Work instructions
Below, find each line holding "spread" and state how many there are, using the number alone.

Records for the exercise
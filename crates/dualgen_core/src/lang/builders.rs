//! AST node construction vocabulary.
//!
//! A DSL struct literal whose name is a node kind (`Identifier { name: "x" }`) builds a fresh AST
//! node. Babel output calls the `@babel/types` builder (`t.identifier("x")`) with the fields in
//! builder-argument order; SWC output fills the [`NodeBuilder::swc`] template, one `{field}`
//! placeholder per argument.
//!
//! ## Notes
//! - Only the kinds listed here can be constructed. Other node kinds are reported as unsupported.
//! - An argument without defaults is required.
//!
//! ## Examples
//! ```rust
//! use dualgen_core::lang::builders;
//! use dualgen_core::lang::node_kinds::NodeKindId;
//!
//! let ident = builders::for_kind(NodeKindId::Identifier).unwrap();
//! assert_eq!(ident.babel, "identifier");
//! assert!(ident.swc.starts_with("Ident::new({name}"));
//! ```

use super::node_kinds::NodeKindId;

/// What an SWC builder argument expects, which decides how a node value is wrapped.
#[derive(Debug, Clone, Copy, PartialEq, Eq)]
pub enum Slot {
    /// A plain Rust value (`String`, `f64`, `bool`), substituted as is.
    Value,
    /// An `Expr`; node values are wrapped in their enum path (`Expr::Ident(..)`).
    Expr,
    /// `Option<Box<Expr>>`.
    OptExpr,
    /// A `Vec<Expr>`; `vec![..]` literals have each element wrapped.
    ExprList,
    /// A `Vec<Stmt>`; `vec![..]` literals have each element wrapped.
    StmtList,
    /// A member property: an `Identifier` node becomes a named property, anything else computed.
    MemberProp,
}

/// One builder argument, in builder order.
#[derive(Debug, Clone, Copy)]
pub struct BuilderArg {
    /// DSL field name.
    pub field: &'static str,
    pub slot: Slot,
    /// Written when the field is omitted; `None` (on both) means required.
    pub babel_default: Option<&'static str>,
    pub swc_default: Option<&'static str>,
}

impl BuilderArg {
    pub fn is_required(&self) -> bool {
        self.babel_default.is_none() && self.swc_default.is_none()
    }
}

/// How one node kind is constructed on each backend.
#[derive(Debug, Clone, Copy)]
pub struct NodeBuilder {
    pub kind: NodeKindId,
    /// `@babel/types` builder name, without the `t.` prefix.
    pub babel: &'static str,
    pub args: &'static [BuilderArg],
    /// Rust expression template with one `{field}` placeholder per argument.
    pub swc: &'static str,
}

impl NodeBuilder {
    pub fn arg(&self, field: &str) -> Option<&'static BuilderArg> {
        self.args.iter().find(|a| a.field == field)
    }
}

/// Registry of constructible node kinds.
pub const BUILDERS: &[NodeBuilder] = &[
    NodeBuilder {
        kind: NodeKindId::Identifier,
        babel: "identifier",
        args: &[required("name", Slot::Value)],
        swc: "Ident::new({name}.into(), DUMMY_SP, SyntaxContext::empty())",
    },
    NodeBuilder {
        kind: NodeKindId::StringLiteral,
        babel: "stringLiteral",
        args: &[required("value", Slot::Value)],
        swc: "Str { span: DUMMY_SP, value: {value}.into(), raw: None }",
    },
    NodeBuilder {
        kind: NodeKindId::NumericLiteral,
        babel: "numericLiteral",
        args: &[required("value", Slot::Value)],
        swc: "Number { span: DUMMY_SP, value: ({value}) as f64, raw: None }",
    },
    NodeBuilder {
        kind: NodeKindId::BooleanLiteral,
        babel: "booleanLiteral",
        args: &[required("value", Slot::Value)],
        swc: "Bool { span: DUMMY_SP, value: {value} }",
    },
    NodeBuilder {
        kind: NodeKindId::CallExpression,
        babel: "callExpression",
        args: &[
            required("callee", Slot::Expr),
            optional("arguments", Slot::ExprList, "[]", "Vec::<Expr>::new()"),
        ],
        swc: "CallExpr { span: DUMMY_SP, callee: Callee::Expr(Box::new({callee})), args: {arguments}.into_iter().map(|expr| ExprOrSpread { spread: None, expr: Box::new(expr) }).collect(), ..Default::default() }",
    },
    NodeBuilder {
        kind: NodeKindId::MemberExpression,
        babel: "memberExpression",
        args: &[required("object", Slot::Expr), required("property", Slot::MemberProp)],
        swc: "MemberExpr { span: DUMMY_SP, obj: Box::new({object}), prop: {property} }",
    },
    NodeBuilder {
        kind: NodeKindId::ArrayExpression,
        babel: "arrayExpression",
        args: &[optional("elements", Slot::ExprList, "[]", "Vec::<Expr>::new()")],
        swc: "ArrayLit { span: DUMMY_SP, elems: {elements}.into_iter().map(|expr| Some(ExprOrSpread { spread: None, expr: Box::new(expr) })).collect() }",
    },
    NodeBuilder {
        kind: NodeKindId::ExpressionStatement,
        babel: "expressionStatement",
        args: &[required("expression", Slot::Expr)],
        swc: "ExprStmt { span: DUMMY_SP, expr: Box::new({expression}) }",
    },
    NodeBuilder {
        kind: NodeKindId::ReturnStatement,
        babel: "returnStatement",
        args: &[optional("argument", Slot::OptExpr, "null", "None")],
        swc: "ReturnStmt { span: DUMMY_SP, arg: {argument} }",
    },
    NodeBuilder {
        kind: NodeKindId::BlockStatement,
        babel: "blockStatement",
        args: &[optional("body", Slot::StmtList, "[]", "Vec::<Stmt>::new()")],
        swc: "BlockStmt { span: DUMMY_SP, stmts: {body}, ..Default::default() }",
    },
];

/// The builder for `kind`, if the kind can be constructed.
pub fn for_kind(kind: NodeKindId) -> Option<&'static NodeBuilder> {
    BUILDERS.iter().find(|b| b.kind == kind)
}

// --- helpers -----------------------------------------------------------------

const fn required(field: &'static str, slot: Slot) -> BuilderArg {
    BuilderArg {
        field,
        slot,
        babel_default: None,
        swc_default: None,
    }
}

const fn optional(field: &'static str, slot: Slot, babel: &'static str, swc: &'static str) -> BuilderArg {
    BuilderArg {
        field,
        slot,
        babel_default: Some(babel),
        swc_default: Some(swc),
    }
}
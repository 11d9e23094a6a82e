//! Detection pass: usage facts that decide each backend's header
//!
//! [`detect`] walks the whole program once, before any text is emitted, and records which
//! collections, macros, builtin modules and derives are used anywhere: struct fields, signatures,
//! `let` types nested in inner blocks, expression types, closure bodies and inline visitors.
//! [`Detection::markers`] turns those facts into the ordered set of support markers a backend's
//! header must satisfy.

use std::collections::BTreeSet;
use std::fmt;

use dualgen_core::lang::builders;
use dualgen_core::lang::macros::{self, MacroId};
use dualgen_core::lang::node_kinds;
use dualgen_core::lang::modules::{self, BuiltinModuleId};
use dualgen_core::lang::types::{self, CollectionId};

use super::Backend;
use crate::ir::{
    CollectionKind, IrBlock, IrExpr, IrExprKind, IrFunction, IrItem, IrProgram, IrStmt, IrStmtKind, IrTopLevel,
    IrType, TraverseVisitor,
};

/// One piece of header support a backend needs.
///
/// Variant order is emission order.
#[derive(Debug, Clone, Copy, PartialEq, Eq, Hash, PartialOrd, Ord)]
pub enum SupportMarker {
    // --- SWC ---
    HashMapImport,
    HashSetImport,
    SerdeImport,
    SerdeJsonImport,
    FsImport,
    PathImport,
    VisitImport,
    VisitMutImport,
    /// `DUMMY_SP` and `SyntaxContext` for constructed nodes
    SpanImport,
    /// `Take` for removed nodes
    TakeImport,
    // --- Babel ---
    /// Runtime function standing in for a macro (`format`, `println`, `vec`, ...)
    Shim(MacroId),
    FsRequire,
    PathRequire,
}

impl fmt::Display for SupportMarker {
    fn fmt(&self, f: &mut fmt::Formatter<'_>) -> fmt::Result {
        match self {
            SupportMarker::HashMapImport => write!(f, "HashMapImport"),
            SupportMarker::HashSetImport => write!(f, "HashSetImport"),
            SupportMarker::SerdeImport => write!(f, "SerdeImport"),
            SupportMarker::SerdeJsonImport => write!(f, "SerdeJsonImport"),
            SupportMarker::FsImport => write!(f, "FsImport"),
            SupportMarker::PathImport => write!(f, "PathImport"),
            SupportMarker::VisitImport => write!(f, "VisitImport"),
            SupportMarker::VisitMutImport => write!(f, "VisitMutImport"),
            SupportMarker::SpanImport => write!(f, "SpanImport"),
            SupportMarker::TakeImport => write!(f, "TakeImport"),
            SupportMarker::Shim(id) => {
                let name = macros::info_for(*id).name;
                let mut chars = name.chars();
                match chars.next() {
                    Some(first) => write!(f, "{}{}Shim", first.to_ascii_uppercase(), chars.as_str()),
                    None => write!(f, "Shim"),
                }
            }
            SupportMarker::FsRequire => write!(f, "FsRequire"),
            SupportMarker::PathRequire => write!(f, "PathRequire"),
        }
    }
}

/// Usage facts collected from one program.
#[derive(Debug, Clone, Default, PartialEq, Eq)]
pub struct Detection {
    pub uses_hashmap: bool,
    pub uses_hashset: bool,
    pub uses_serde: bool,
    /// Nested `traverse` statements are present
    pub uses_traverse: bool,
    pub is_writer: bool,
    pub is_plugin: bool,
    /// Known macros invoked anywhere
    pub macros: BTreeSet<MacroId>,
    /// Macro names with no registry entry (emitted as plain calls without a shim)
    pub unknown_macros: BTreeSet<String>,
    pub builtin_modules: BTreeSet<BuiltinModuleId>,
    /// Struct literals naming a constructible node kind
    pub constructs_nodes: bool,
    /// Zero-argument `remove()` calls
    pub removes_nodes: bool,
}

* * *

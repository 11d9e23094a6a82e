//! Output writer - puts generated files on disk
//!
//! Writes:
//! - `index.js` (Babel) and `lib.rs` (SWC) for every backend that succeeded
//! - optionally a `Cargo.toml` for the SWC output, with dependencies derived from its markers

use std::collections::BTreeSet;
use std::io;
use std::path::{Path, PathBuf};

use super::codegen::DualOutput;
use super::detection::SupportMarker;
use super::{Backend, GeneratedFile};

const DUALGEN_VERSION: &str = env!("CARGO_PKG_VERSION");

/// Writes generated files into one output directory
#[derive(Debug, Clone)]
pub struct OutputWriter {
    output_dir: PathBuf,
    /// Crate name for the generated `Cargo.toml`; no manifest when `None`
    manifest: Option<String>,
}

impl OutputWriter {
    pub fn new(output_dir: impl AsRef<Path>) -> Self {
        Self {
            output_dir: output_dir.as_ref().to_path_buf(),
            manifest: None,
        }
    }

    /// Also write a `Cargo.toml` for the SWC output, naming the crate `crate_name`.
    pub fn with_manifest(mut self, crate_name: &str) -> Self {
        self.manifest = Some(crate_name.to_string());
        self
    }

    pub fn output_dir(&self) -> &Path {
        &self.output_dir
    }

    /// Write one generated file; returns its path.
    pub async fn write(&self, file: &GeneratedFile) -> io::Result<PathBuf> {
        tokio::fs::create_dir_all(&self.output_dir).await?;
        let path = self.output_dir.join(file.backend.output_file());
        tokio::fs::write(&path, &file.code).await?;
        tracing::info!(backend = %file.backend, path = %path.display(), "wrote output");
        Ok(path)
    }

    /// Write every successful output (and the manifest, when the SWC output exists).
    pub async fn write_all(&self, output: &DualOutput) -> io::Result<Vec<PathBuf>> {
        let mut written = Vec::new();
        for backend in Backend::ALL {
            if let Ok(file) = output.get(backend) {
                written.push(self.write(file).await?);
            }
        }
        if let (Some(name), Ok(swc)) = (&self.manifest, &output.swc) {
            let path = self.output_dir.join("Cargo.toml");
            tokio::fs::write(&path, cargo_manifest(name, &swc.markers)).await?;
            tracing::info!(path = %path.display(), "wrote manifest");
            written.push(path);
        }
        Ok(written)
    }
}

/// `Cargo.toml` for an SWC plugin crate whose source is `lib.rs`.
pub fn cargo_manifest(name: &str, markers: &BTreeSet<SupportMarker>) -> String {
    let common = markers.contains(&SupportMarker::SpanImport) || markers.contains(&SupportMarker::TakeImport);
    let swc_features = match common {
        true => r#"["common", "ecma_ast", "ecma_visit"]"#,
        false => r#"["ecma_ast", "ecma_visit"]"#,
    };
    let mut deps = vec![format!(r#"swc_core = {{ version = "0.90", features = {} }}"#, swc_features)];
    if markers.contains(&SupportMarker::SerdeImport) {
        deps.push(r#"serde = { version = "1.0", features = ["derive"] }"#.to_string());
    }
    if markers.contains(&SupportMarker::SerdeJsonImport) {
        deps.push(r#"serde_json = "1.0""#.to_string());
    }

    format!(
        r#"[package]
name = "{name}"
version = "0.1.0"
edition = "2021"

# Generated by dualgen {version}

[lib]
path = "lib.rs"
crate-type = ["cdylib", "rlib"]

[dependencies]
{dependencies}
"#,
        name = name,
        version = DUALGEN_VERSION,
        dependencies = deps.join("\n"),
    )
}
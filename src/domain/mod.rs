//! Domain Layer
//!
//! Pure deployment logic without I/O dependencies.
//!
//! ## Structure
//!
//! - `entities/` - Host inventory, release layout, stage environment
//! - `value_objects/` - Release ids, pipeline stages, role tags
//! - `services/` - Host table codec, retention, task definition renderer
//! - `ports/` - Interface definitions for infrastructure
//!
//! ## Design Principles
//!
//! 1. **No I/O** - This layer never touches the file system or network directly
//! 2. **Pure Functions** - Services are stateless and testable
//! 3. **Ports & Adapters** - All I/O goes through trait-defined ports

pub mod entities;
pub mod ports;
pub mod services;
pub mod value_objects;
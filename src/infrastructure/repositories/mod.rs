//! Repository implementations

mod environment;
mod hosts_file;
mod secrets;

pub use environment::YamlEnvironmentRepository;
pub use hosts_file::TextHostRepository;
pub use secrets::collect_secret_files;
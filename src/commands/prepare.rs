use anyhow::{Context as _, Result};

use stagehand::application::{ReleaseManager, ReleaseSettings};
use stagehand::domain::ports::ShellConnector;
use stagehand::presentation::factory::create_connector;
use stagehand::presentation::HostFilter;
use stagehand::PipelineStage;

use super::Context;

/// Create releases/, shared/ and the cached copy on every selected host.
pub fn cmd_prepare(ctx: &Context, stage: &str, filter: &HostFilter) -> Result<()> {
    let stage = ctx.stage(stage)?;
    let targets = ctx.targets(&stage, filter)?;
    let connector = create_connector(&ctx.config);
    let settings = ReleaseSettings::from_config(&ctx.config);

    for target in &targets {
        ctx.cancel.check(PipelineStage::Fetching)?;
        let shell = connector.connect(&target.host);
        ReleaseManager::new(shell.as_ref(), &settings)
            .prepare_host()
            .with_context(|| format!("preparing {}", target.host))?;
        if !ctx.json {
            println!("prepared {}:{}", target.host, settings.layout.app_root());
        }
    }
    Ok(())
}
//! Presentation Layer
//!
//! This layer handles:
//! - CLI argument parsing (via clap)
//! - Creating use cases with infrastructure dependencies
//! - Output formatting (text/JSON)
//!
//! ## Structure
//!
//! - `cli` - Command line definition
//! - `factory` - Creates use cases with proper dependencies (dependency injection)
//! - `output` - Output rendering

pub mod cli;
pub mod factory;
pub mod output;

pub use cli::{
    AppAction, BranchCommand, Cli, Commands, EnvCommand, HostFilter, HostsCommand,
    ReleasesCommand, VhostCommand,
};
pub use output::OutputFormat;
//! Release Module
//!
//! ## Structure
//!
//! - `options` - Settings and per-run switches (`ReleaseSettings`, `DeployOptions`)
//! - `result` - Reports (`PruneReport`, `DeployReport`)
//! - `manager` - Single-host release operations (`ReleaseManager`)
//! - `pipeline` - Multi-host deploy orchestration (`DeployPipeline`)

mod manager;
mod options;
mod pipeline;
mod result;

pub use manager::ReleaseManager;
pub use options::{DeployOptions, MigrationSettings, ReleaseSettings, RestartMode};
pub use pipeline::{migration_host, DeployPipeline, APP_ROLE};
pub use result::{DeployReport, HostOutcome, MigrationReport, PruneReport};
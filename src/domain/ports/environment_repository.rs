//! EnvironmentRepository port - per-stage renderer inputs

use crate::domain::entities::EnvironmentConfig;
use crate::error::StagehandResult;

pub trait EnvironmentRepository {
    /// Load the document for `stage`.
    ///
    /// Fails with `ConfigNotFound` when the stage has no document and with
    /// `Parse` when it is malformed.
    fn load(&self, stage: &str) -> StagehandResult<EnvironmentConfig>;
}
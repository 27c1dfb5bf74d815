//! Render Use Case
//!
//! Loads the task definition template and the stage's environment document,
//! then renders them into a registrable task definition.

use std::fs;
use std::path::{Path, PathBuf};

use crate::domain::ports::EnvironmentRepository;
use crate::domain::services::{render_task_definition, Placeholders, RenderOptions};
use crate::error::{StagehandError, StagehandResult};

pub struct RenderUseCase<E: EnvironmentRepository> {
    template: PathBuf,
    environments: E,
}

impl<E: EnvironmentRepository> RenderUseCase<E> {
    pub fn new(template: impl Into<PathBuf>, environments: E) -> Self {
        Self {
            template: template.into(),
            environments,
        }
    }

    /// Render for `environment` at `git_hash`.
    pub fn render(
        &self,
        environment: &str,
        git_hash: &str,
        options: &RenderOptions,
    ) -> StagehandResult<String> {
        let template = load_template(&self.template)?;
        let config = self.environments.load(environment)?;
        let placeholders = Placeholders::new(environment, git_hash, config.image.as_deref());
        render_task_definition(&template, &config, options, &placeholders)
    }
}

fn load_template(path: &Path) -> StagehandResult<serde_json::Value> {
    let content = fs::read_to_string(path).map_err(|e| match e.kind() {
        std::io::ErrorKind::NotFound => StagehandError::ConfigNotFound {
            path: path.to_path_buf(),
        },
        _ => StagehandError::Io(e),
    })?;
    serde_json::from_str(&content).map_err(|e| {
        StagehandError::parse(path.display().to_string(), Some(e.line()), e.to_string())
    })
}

Response to the exercise
2